Breen and his wife called the VA daily for two months trying to get an appointment, until Breen lost his life to bladder cancer on November 30. Six days later, the VA called to schedule his “urgent” appointment.
In November 2016, the VA inspector general confirmed that managers at the Tuscon-based VA hospital told nurses to record the appointment date as the desired date. In addition, the inspector general found that VA hospital executives pressured employees to alter patient wait times whenever wait times exceeded seven days 92% of the time.

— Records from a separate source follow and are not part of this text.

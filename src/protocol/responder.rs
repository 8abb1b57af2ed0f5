//! Server side of a single exchange
//!
//! Accepting connections and dispatching them is the server process's
//! business; this module only answers one request on a stream it is handed.

use super::{digest, random_payload, MessageType, HASH_LEN, MAX_DATA_SIZE, UPLOAD_ACCEPTED, UPLOAD_REJECTED};
use std::io;
use tokio::io::{AsyncRead, AsyncReadExt, AsyncWrite, AsyncWriteExt};

/// What a responder did for one request
#[derive(Debug, Clone, Copy, PartialEq, Eq)]
pub enum Served {
    Download { size: u32 },
    Upload { size: u32, accepted: bool },
}

/// Read one request from `stream` and answer it.
///
/// Unknown message types and sizes above [`MAX_DATA_SIZE`] are refused with
/// an `InvalidData` error before any payload is read or written.
pub async fn respond<S>(stream: &mut S) -> io::Result<Served>
where
    S: AsyncRead + AsyncWrite + Unpin,
{
    let tag = stream.read_u8().await?;
    let message_type = MessageType::try_from(tag)
        .map_err(|tag| invalid_data(format!("unknown message type {}", tag)))?;

    let size = stream.read_u32().await?;
    if size > MAX_DATA_SIZE {
        return Err(invalid_data(format!(
            "requested size {} exceeds maximum {}",
            size, MAX_DATA_SIZE
        )));
    }

    match message_type {
        MessageType::Download => {
            let data = random_payload(size).map_err(io::Error::other)?;
            stream.write_u32(size).await?;
            stream.write_all(&data).await?;
            stream.write_all(&digest(&data)).await?;
            stream.flush().await?;
            Ok(Served::Download { size })
        }
        MessageType::Upload => {
            let mut data = vec![0u8; size as usize];
            stream.read_exact(&mut data).await?;
            let mut hash = [0u8; HASH_LEN];
            stream.read_exact(&mut hash).await?;

            let accepted = digest(&data) == hash;
            let code = if accepted { UPLOAD_ACCEPTED } else { UPLOAD_REJECTED };
            stream.write_all(&[code]).await?;
            stream.flush().await?;
            Ok(Served::Upload { size, accepted })
        }
    }
}

fn invalid_data(message: String) -> io::Error {
    io::Error::new(io::ErrorKind::InvalidData, message)
}

#[cfg(test)]
mod tests {
    use super::*;
    use crate::protocol::{download, upload, upload_payload};
    use crate::error::AttemptError;
    use tokio::io::duplex;

    #[tokio::test]
    async fn test_download_round_trip() {
        let (mut client, mut server) = duplex(64 * 1024);
        let server = tokio::spawn(async move { respond(&mut server).await });

        download(&mut client, 100_000).await.unwrap();
        assert_eq!(server.await.unwrap().unwrap(), Served::Download { size: 100_000 });
    }

    #[tokio::test]
    async fn test_upload_round_trip() {
        let (mut client, mut server) = duplex(64 * 1024);
        let server = tokio::spawn(async move { respond(&mut server).await });

        upload(&mut client, 200_000).await.unwrap();
        assert_eq!(
            server.await.unwrap().unwrap(),
            Served::Upload { size: 200_000, accepted: true }
        );
    }

    #[tokio::test]
    async fn test_upload_with_corrupt_hash_is_rejected() {
        let (mut client, mut server) = duplex(1024);
        let server = tokio::spawn(async move { respond(&mut server).await });

        let payload = vec![5u8; 10];
        let mut corrupt = digest(&payload);
        corrupt[31] ^= 1;

        client.write_u8(MessageType::Upload.tag()).await.unwrap();
        client.write_u32(10).await.unwrap();
        client.write_all(&payload).await.unwrap();
        client.write_all(&corrupt).await.unwrap();
        assert_eq!(client.read_u8().await.unwrap(), UPLOAD_REJECTED);

        assert_eq!(
            server.await.unwrap().unwrap(),
            Served::Upload { size: 10, accepted: false }
        );
    }

    #[tokio::test]
    async fn test_upload_payload_against_responder() {
        let (mut client, mut server) = duplex(1024);
        let server = tokio::spawn(async move { respond(&mut server).await });

        let result = upload_payload(&mut client, b"hello").await;
        assert!(result.is_ok());
        assert!(server.await.unwrap().is_ok());
    }

    #[tokio::test]
    async fn test_unknown_message_type() {
        let (mut client, mut server) = duplex(64);
        client.write_all(&[9, 0, 0, 0, 1]).await.unwrap();

        let err = respond(&mut server).await.unwrap_err();
        assert_eq!(err.kind(), io::ErrorKind::InvalidData);
    }

    #[tokio::test]
    async fn test_oversized_request_refused() {
        let (mut client, mut server) = duplex(64);
        let server = tokio::spawn(async move { respond(&mut server).await });

        let result = download(&mut client, MAX_DATA_SIZE + 1).await;
        let served = server.await.unwrap();
        assert_eq!(served.unwrap_err().kind(), io::ErrorKind::InvalidData);
        // The responder hangs up without answering
        assert!(matches!(result, Err(AttemptError::Transport { .. })));
    }
}
//! Test execution engine
//!
//! Runs the attempts of one validated test against one host, strictly in
//! sequence: one fresh connection per attempt, one exchange per connection,
//! and a short pause between attempts.

#[cfg(test)]
pub(crate) mod test_support;

use crate::{
    error::AttemptError,
    logging::Logger,
    models::{AttemptResult, Operation, ValidatedTest},
    protocol,
};
use async_trait::async_trait;
use std::io;
use std::time::Duration;
use tokio::io::{AsyncRead, AsyncWrite, AsyncWriteExt};
use tokio::net::TcpStream;
use tokio::time::{timeout_at, Instant};

/// Basic execution configuration for the test executor
#[derive(Debug, Clone)]
pub struct ExecutionConfig {
    /// Pause between consecutive attempts of the same test and host
    pub pacing: Duration,
}

impl Default for ExecutionConfig {
    fn default() -> Self {
        Self {
            pacing: crate::defaults::ATTEMPT_PACING,
        }
    }
}

/// High-level test executor interface
#[async_trait]
pub trait TestExecutor: Send + Sync {
    /// Run every attempt of `test` against `host` and return one result per
    /// attempt, in attempt order
    async fn execute(&self, test: &ValidatedTest, host: &str) -> Vec<AttemptResult>;
}

/// Executor that dials real TCP connections
pub struct TcpExecutor {
    config: ExecutionConfig,
    logger: Logger,
}

impl TcpExecutor {
    pub fn new(config: ExecutionConfig, logger: Logger) -> Self {
        Self { config, logger }
    }

    async fn run_attempt(&self, test: &ValidatedTest, host: &str, attempt: u32) -> AttemptResult {
        self.attempt_until(test, host, attempt, Instant::now() + test.timeout).await
    }

    /// One attempt whose dial and exchange share a single deadline
    async fn attempt_until(
        &self,
        test: &ValidatedTest,
        host: &str,
        attempt: u32,
        deadline: Instant,
    ) -> AttemptResult {
        let mut stream = match dial(host, deadline, test.timeout).await {
            Ok(stream) => stream,
            Err(error) => return AttemptResult::failure(&test.name, host, attempt, error),
        };

        let outcome = match timeout_at(deadline, exchange(&mut stream, &test.operation, test.size)).await {
            Ok(outcome) => outcome,
            Err(_) => Err(AttemptError::Timeout(test.timeout)),
        };

        // Closed after every exchange, whatever the outcome
        let _ = stream.shutdown().await;
        drop(stream);

        match outcome {
            Ok(duration) => AttemptResult::success(&test.name, host, attempt, duration, u64::from(test.size)),
            Err(error) => AttemptResult::failure(&test.name, host, attempt, error),
        }
    }

    async fn report(&self, result: &AttemptResult) {
        match (&result.error, result.throughput_mib_s()) {
            (None, throughput) => {
                self.logger
                    .info(&format!(
                        "Success: {:?} ({:.2} MB/s)",
                        result.duration,
                        throughput.unwrap_or(0.0)
                    ))
                    .field("test", &result.test_name)
                    .field("host", &result.host)
                    .field("attempt", result.attempt)
                    .field("duration_ms", result.duration.as_secs_f64() * 1000.0)
                    .field("bytes", result.bytes)
                    .log()
                    .await;
            }
            (Some(error), _) => {
                self.logger
                    .warn(&format!("Failed: {}", error))
                    .field("test", &result.test_name)
                    .field("host", &result.host)
                    .field("attempt", result.attempt)
                    .attempt_error(error)
                    .log()
                    .await;
            }
        }
    }
}

#[async_trait]
impl TestExecutor for TcpExecutor {
    async fn execute(&self, test: &ValidatedTest, host: &str) -> Vec<AttemptResult> {
        self.logger
            .info(&format!("--- Test: {} on {} ---", test.name, host))
            .field("operation", test.operation.as_str())
            .field("size", test.size)
            .field("repeat", test.repeat)
            .log()
            .await;

        let mut results = Vec::with_capacity(test.repeat.min(1024) as usize);

        for attempt in 1..=test.repeat {
            self.logger
                .info(&format!("Attempt {}/{}...", attempt, test.repeat))
                .log()
                .await;

            let result = self.run_attempt(test, host, attempt).await;
            self.report(&result).await;
            results.push(result);

            if attempt < test.repeat {
                tokio::time::sleep(self.config.pacing).await;
            }
        }

        results
    }
}

/// Open a connection before the attempt's deadline
async fn dial(host: &str, deadline: Instant, limit: Duration) -> Result<TcpStream, AttemptError> {
    let connect_failed = |source: io::Error| AttemptError::ConnectFailed {
        host: host.to_string(),
        source,
    };

    match timeout_at(deadline, TcpStream::connect(host)).await {
        Ok(Ok(stream)) => Ok(stream),
        Ok(Err(e)) => Err(connect_failed(e)),
        Err(_) => Err(connect_failed(io::Error::new(
            io::ErrorKind::TimedOut,
            format!("connect timed out after {:?}", limit),
        ))),
    }
}

/// Perform the one exchange the operation calls for
async fn exchange<S>(stream: &mut S, operation: &Operation, size: u32) -> Result<Duration, AttemptError>
where
    S: AsyncRead + AsyncWrite + Unpin,
{
    match operation {
        Operation::Download => protocol::download(stream, size).await,
        Operation::Upload => protocol::upload(stream, size).await,
        Operation::Other(name) => Err(AttemptError::UnknownOperation(name.clone())),
    }
}

#[cfg(test)]
mod tests {
    use super::test_support::*;
    use super::*;
    use crate::logging::MemorySink;
    use std::sync::Arc;
    use std::time::Instant;

    fn validated(operation: Operation, repeat: u32, size: u32) -> ValidatedTest {
        ValidatedTest {
            name: "unit".to_string(),
            operation,
            repeat,
            size_spec: size.to_string(),
            size,
            timeout: Duration::from_secs(5),
        }
    }

    fn executor(pacing: Duration) -> (TcpExecutor, Arc<MemorySink>) {
        let sink = Arc::new(MemorySink::new());
        let logger = Logger::memory("EXECUTOR", sink.clone());
        (TcpExecutor::new(ExecutionConfig { pacing }, logger), sink)
    }

    #[tokio::test]
    async fn test_repeat_produces_ordered_results() {
        let addr = spawn_responder().await.to_string();
        let (executor, sink) = executor(Duration::ZERO);

        let results = executor.execute(&validated(Operation::Download, 3, 64 * 1024), &addr).await;

        assert_eq!(results.len(), 3);
        let attempts: Vec<u32> = results.iter().map(|r| r.attempt).collect();
        assert_eq!(attempts, vec![1, 2, 3]);
        for result in &results {
            assert!(result.success, "{:?}", result.error);
            assert_eq!(result.host, addr);
            assert_eq!(result.bytes, 64 * 1024);
        }

        let messages = sink.messages();
        assert!(messages.iter().any(|m| m == "Attempt 3/3..."));
        assert_eq!(messages.iter().filter(|m| m.starts_with("Success:")).count(), 3);
    }

    #[tokio::test]
    async fn test_upload_attempts() {
        let addr = spawn_responder().await.to_string();
        let (executor, _) = executor(Duration::ZERO);

        let results = executor.execute(&validated(Operation::Upload, 2, 1024 * 1024), &addr).await;
        assert_eq!(results.len(), 2);
        assert!(results.iter().all(|r| r.success));
    }

    #[tokio::test]
    async fn test_connect_failure_continues_with_next_attempt() {
        let addr = closed_port().await.to_string();
        let (executor, sink) = executor(Duration::ZERO);

        let results = executor.execute(&validated(Operation::Download, 2, 16), &addr).await;

        assert_eq!(results.len(), 2);
        for result in &results {
            assert!(!result.success);
            assert_eq!(result.error_kind(), Some("ConnectFailed"));
            assert_eq!(result.bytes, 0);
            assert_eq!(result.duration, Duration::ZERO);
        }
        assert_eq!(sink.messages().iter().filter(|m| m.starts_with("Failed:")).count(), 2);
    }

    #[tokio::test]
    async fn test_unknown_operation_fails_attempt() {
        let addr = spawn_responder().await.to_string();
        let (executor, _) = executor(Duration::ZERO);

        let results = executor.execute(&validated(Operation::Other("ping".into()), 1, 16), &addr).await;

        assert_eq!(results.len(), 1);
        assert_eq!(results[0].error_kind(), Some("UnknownOperation"));
    }

    #[tokio::test]
    async fn test_hash_mismatch_keeps_duration() {
        let addr = spawn_corrupting().await.to_string();
        let (executor, _) = executor(Duration::ZERO);

        let results = executor.execute(&validated(Operation::Download, 1, 4096), &addr).await;

        assert_eq!(results[0].error_kind(), Some("HashMismatch"));
        assert!(results[0].duration > Duration::ZERO);
        assert_eq!(results[0].bytes, 0);
    }

    #[tokio::test]
    async fn test_exchange_timeout() {
        let addr = spawn_silent().await.to_string();
        let (executor, _) = executor(Duration::ZERO);
        let mut test = validated(Operation::Download, 1, 16);
        test.timeout = Duration::from_millis(100);

        let started = Instant::now();
        let results = executor.execute(&test, &addr).await;

        assert_eq!(results[0].error_kind(), Some("Timeout"));
        assert!(started.elapsed() < Duration::from_secs(5));
    }

    #[tokio::test]
    async fn test_dial_and_exchange_share_one_deadline() {
        let addr = spawn_silent().await.to_string();
        let (executor, _) = executor(Duration::ZERO);
        let test = validated(Operation::Download, 1, 16);

        // The test allows 5s, but this attempt has only 150ms left in total
        let started = Instant::now();
        let deadline = tokio::time::Instant::now() + Duration::from_millis(150);
        let result = executor.attempt_until(&test, &addr, 1, deadline).await;

        assert_eq!(result.error_kind(), Some("Timeout"));
        assert!(started.elapsed() < Duration::from_secs(2), "elapsed {:?}", started.elapsed());
    }

    #[tokio::test]
    async fn test_pacing_between_attempts_only() {
        let addr = spawn_responder().await.to_string();
        let (executor, _) = executor(Duration::from_millis(50));

        let started = Instant::now();
        executor.execute(&validated(Operation::Download, 3, 16), &addr).await;
        let elapsed = started.elapsed();

        // Two pauses for three attempts
        assert!(elapsed >= Duration::from_millis(100), "elapsed {:?}", elapsed);
    }

    #[test]
    fn test_default_pacing() {
        assert_eq!(ExecutionConfig::default().pacing, Duration::from_millis(100));
    }
}
pub mod metrics;
pub mod tracer;

use clap::Args;
use std::net::SocketAddr;
use tracing::level_filters::LevelFilter;

/// Raw value of the flat amplitude and time arrays, as stored by the digitiser.
pub type Sample = f32;
/// Type used for every quantity derived from the raw samples.
pub type Real = f64;

pub type RunId = i32;
pub type EventId = i32;
pub type TriggerId = i32;

pub const SAMPLES_PER_CHANNEL: usize = 1024;
pub const CHANNELS_PER_MODULE: usize = 18;
pub const CHANNELS_PER_GROUP: usize = 9;
pub const NUM_MODULES: usize = 2;

/// Nominal DRS sampling interval in ns (5 GS/s).
pub const SAMPLE_TIME_NS: Real = 0.2;

/// Options shared by every binary in the workspace.
#[derive(Clone, Debug, Args)]
pub struct CommonOpts {
    /// If set, a prometheus exporter is bound to this address.
    #[clap(long, env)]
    pub observability_address: Option<SocketAddr>,

    /// Level used by the stdout tracer when `RUST_LOG` is not set.
    #[clap(long, default_value = "info")]
    pub log_level: LevelFilter,
}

Grassley is currently co-sponsoring legislation that would make it easier to terminate VA employees for poor performance and violations.
Grassley Doesn’t Fall for Shulkin’s Claims of Misunderstanding
In response to Senator Grassley’s probe into the contradiction between the Iowa VA hospital’s reported wait times and the whistleblower’s data on actual wait times, VA Secretary David Shulkin said, “I assure you that was not our intent and believe this was a case of misunderstanding between VA and committee staff.”
Grassley replied to Shulkin stating, “It is difficult to believe the inaccurate information that the VA provided, which hid the true extent of lengthy wait times at two Iowa facilities, was merely due to a misunderstanding. I brought up the lack of wait times after 90 days twice. The last time I did so, I specifically said, ‘Are you sure, are you absolutely positive, that there are no wait times over 90 days?’ The VA representatives responded yes and further noted that they had double checked the over-90-day numbers that morning and could confirm that the numbers were correct.”
Grassley reports that VA officials eventually confirmed the accuracy of the data supplied by the whistleblower.
“How can veterans, Congress and the public have confidence that the VA is turning itself around when it apparently misrepresents basic facts?” Grassley said. “The VA has to come clean about wait times in Iowa and the rest of the country. We need to get past the point of burying bad news or the VA will never reliably deliver what veterans deserve – good health care in a timely manner.”